I just thought I'd share the puddles of sunshine that are starting to brighten my garden. They're only a month early, unlike the snowdrops and paperwhites which showed up three months ahead of time. Since I haven't yet cut back the winter's frost damage, they offer such a beautiful contrast.
It's raining today, as it has been for most of the last week, and the forecast calls for it to continue through the end of this week.
I have always found rain depressing, with it's grey, sunless skies, but as a gardener and person living in an area recently designated a natural disaster area because of drought, I welcome it with open arms and invite it to kick back and stay for a while.

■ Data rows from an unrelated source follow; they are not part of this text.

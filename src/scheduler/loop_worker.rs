use tokio::time::{self, Duration, Instant, MissedTickBehavior};
use tokio_util::sync::CancellationToken;

use super::controller::FlushFn;

// Set to true to enable verbose logging in this module
const ENABLE_LOGS: bool = true;

use crate::{log_debug, log_info, log_warn};

/// Fixed-interval flush while an interview is running or paused. The first
/// flush happens one full period after start.
pub async fn flush_loop(flush: FlushFn, period: Duration, cancel_token: CancellationToken) {
    let mut ticker = time::interval_at(Instant::now() + period, period);
    ticker.set_missed_tick_behavior(MissedTickBehavior::Delay);

    loop {
        tokio::select! {
            _ = ticker.tick() => {
                if flush().await {
                    log_debug!("interval flush complete");
                } else {
                    log_warn!("interval flush failed; in-memory state is still authoritative");
                }
            }
            _ = cancel_token.cancelled() => {
                log_info!("flush loop shutting down");
                break;
            }
        }
    }
}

It's a nice, steady, but not hard rain and so far the ground is soaking it up happily.
One of the ironies of drought prone areas is that too much of the life giving moisture they need so badly, in too short a time span, can trigger immense damage and destruction.
But enough of that.
Please enjoy with me. . .
- William Wordsworth
I wandered lonely as a cloud
That floats on high o'er vales and hills,
When all at once I saw a crowd,
A host, of golden daffodils;
Beside the lake, beneath the trees,
Fluttering and dancing in the breeze.
Continuous as the stars that shine
And twinkle on the milky way,
They stretched in never-ending line
Along the margin of a bay:
Ten thousand saw I at a glance,
Tossing their heads in sprightly dance.
The waves beside them danced; but they
Out-did the sparkling waves in glee:
A poet could not but be gay,
In such a jocund company:
I gazed--and gazed--but little thought
What wealth the show to me had brought:
For oft, when on my couch I lie
In vacant or in pensive mood,
They flash upon that inward eye
Which is the bliss of solitude;
And then my heart with pleasure fills,
And dances with the daffodils.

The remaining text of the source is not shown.